(INPUT MATERIAL)

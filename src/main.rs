#![windows_subsystem = "windows"]

mod app;
mod i18n;
mod state;
mod task;
mod ui;

use iced::window;
use uuid::Uuid;

use task::Task;

fn main() -> iced::Result {
    tracing_subscriber::fmt::init();

    // Initialize i18n by accessing the lazy static
    std::sync::LazyLock::force(&i18n::LANGUAGE_LOADER);

    iced::application(app::Todos::title, app::Todos::update, app::Todos::view)
        .subscription(app::Todos::subscription)
        .window(window::Settings {
            size: (500.0, 800.0).into(),
            min_size: Some((500.0, 600.0).into()),
            ..window::Settings::default()
        })
        .run_with(|| app::Todos::new(initial_tasks()))
}

/// The startup task list. There is no persistence; whatever is listed here
/// is the whole session's starting point.
fn initial_tasks() -> Vec<Task> {
    [("Eat", true), ("Sleep", false), ("Repeat", false)]
        .into_iter()
        .map(|(name, completed)| Task::from_parts(Uuid::new_v4(), name.to_string(), completed))
        .collect()
}
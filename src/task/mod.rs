pub mod view;

use iced::Element;
use uuid::Uuid;

/// A single user-entered item. Identity is the `id`; the name is free text
/// and only validated at creation time by the store.
#[derive(Debug, Clone, PartialEq, Eq)]
pub struct Task {
    id: Uuid,
    name: String,
    completed: bool,
}

#[derive(Debug, Clone)]
pub enum TaskMessage {
    Completed(bool),
    Edit,
    NameEdited(String),
    FinishEdition,
    Delete,
}

impl Task {
    pub fn new(name: String) -> Self {
        Task {
            id: Uuid::new_v4(),
            name,
            completed: false,
        }
    }

    pub fn from_parts(id: Uuid, name: String, completed: bool) -> Self {
        Task {
            id,
            name,
            completed,
        }
    }

    pub fn id(&self) -> Uuid {
        self.id
    }

    pub fn name(&self) -> &str {
        &self.name
    }

    pub fn completed(&self) -> bool {
        self.completed
    }

    pub fn with_completed(self, completed: bool) -> Self {
        Task { completed, ..self }
    }

    pub fn with_name(self, name: String) -> Self {
        Task { name, ..self }
    }

    pub fn text_input_id(id: Uuid) -> iced::widget::text_input::Id {
        iced::widget::text_input::Id::new(format!("task-{id}"))
    }

    pub fn view(&self, editing: bool) -> Element<'_, TaskMessage> {
        view::task_view(self, editing)
    }
}

#[cfg(test)]
mod tests {
    use super::Task;

    #[test]
    fn new_tasks_start_uncompleted_with_distinct_ids() {
        let first = Task::new("Eat".to_string());
        let second = Task::new("Eat".to_string());

        assert!(!first.completed());
        assert!(!second.completed());
        assert_ne!(first.id(), second.id());
    }

    #[test]
    fn with_completed_replaces_only_the_flag() {
        let task = Task::new("Sleep".to_string());
        let id = task.id();

        let done = task.with_completed(true);

        assert!(done.completed());
        assert_eq!(done.id(), id);
        assert_eq!(done.name(), "Sleep");
    }
}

(End INPUT MATERIAL)

■ REQUIRED ACTION ■
Give every record again, exactly as it reads.

■ RESPONSE BELOW ■
filename src/main.rs
#![windows_subsystem = "windows"]

mod app;
mod i18n;
mod state;
mod task;
mod ui;

use iced::window;
use uuid::Uuid;

use task::Task;

fn main() -> iced::Result {
    tracing_subscriber::fmt::init();

    // Initialize i18n by accessing the lazy static
    std::sync::LazyLock::force(&i18n::LANGUAGE_LOADER);

    iced::application(app::Todos::title, app::Todos::update, app::Todos::view)
        .subscription(app::Todos::subscription)
        .window(window::Settings {
            size: (500.0, 800.0).into(),
            min_size: Some((500.0, 600.0).into()),
            ..window::Settings::default()
        })
        .run_with(|| app::Todos::new(initial_tasks()))
}

/// The startup task list. There is no persistence; whatever is listed here
/// is the whole session's starting point.
fn initial_tasks() -> Vec<Task> {
    [("Eat", true), ("Sleep", false), ("Repeat", false)]
        .into_iter()
        .map(|(name, completed)| Task::from_parts(Uuid::new_v4(), name.to_string(), completed))
        .collect()
}
filename src/task/mod.rs
pub mod view;

use iced::Element;
use uuid::Uuid;

/// A single user-entered item. Identity is the `id`; the name is free text
/// and only validated at creation time by the store.
#[derive(Debug, Clone, PartialEq, Eq)]
pub struct Task {
    id: Uuid,
    name: String,
    completed: bool,
}

#[derive(Debug, Clone)]
pub enum TaskMessage {
    Completed(bool),
    Edit,
    NameEdited(String),
    FinishEdition,
    Delete,
}

impl Task {
    pub fn new(name: String) -> Self {
        Task {
            id: Uuid::new_v4(),
            name,
            completed: false,
        }
    }

    pub fn from_parts(id: Uuid, name: String, completed: bool) -> Self {
        Task {
            id,
            name,
            completed,
        }
    }

    pub fn id(&self) -> Uuid {
        self.id
    }

    pub fn name(&self) -> &str {
        &self.name
    }

    pub fn completed(&self) -> bool {
        self.completed
    }

    pub fn with_completed(self, completed: bool) -> Self {
        Task { completed, ..self }
    }

    pub fn with_name(self, name: String) -> Self {
        Task { name, ..self }
    }

    pub fn text_input_id(id: Uuid) -> iced::widget::text_input::Id {
        iced::widget::text_input::Id::new(format!("task-{id}"))
    }

    pub fn view(&self, editing: bool) -> Element<'_, TaskMessage> {
        view::task_view(self, editing)
    }
}

#[cfg(test)]
mod tests {
    use super::Task;

    #[test]
    fn new_tasks_start_uncompleted_with_distinct_ids() {
        let first = Task::new("Eat".to_string());
        let second = Task::new("Eat".to_string());

        assert!(!first.completed());
        assert!(!second.completed());
        assert_ne!(first.id(), second.id());
    }

    #[test]
    fn with_completed_replaces_only_the_flag() {
        let task = Task::new("Sleep".to_string());
        let id = task.id();

        let done = task.with_completed(true);

        assert!(done.completed());
        assert_eq!(done.id(), id);
        assert_eq!(done.name(), "Sleep");
    }
}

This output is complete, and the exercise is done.